### Work order
Please state how many lines in the records that follow include "must", with no other output.

### Input
===============
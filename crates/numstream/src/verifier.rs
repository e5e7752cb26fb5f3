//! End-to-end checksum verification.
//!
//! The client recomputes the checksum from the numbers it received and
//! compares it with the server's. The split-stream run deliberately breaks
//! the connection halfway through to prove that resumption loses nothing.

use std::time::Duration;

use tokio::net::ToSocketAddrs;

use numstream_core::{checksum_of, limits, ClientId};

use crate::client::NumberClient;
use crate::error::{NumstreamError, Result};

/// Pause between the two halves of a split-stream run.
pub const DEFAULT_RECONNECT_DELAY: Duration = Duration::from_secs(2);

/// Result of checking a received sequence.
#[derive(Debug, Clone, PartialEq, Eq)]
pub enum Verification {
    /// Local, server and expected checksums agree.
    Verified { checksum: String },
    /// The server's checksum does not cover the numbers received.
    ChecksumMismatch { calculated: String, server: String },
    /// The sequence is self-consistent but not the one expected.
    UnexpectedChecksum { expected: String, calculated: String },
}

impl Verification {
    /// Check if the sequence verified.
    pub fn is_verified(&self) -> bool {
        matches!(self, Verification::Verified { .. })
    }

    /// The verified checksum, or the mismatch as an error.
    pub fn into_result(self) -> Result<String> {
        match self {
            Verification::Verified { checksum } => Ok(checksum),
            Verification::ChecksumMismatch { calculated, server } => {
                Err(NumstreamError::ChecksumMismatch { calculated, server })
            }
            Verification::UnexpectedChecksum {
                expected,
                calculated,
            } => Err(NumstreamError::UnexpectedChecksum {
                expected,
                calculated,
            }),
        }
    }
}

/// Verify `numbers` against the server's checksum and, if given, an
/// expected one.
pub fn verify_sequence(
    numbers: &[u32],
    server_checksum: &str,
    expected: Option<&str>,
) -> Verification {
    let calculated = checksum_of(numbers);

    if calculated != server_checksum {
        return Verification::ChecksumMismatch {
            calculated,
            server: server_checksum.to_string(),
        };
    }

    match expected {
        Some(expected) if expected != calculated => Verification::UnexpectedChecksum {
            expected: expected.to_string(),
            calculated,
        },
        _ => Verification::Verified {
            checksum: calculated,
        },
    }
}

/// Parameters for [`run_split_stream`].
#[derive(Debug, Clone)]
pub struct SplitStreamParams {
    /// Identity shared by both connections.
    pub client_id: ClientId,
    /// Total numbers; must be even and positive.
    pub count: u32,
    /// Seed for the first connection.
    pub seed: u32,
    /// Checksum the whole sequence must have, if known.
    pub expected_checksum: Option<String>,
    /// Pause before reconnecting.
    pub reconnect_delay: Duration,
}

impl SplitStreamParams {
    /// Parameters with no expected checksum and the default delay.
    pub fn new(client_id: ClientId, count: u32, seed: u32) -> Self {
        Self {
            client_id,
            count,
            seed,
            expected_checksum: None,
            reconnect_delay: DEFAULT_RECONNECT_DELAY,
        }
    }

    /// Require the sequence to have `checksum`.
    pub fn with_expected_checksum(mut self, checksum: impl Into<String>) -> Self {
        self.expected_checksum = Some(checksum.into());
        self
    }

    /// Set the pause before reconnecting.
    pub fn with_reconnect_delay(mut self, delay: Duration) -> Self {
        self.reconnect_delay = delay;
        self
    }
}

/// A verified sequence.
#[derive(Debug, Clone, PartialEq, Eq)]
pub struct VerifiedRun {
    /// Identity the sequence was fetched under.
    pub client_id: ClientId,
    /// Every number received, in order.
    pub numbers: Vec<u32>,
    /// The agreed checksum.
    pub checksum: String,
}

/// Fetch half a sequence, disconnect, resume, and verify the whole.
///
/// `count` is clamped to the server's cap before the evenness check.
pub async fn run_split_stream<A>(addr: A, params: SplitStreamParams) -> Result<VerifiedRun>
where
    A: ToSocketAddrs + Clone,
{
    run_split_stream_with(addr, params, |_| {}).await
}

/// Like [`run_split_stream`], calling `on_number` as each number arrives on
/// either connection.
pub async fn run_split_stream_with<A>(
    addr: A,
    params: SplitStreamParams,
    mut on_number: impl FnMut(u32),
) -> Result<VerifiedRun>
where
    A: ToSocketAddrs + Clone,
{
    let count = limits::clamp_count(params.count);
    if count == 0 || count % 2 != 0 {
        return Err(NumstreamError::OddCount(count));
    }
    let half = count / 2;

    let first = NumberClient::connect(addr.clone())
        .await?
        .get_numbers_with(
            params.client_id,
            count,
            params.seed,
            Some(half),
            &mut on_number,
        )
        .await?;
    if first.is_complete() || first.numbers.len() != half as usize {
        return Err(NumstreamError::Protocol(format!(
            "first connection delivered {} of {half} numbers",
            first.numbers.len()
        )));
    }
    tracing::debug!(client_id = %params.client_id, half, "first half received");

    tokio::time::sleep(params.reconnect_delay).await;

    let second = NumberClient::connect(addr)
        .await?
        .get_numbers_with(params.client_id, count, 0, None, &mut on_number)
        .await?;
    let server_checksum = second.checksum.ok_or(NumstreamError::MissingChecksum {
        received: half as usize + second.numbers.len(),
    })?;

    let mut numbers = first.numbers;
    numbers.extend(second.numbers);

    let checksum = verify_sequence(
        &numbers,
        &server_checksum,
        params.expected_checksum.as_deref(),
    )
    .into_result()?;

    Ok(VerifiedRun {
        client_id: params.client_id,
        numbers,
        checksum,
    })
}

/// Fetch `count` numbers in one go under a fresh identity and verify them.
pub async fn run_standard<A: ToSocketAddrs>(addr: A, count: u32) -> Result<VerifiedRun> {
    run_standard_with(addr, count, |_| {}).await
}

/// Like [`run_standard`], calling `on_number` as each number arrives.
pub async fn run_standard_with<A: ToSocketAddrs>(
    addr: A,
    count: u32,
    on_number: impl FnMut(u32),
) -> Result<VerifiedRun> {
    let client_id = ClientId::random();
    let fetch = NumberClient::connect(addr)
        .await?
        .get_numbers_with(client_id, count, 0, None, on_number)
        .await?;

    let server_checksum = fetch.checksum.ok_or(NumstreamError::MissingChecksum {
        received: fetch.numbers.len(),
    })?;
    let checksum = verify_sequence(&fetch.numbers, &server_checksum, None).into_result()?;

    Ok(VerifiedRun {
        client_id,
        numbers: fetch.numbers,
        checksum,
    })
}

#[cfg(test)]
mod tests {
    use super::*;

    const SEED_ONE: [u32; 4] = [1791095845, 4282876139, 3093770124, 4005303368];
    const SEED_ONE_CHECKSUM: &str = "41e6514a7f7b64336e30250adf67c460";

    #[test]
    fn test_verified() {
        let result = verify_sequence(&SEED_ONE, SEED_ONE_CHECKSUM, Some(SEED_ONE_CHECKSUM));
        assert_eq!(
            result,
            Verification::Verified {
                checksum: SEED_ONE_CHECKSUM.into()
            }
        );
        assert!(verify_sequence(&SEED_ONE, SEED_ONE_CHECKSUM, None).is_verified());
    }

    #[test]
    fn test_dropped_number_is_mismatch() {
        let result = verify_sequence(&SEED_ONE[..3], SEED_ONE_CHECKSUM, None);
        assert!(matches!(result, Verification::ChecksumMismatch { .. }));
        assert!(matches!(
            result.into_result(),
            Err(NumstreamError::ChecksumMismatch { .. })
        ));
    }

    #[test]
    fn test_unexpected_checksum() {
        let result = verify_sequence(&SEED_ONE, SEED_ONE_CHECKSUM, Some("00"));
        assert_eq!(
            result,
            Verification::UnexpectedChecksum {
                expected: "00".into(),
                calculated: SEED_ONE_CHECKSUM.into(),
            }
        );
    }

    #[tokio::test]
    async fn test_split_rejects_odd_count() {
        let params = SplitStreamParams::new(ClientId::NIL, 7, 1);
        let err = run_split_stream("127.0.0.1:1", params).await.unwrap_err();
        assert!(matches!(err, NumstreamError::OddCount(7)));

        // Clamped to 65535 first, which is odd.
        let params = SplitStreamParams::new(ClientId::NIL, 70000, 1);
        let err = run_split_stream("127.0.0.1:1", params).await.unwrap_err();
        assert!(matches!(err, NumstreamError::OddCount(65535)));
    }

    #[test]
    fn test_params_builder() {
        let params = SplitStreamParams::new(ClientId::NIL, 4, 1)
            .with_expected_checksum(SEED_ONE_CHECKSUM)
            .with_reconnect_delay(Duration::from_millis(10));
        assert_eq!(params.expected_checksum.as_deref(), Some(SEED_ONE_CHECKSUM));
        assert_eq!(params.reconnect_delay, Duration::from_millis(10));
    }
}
===============
### Response for this exercise
2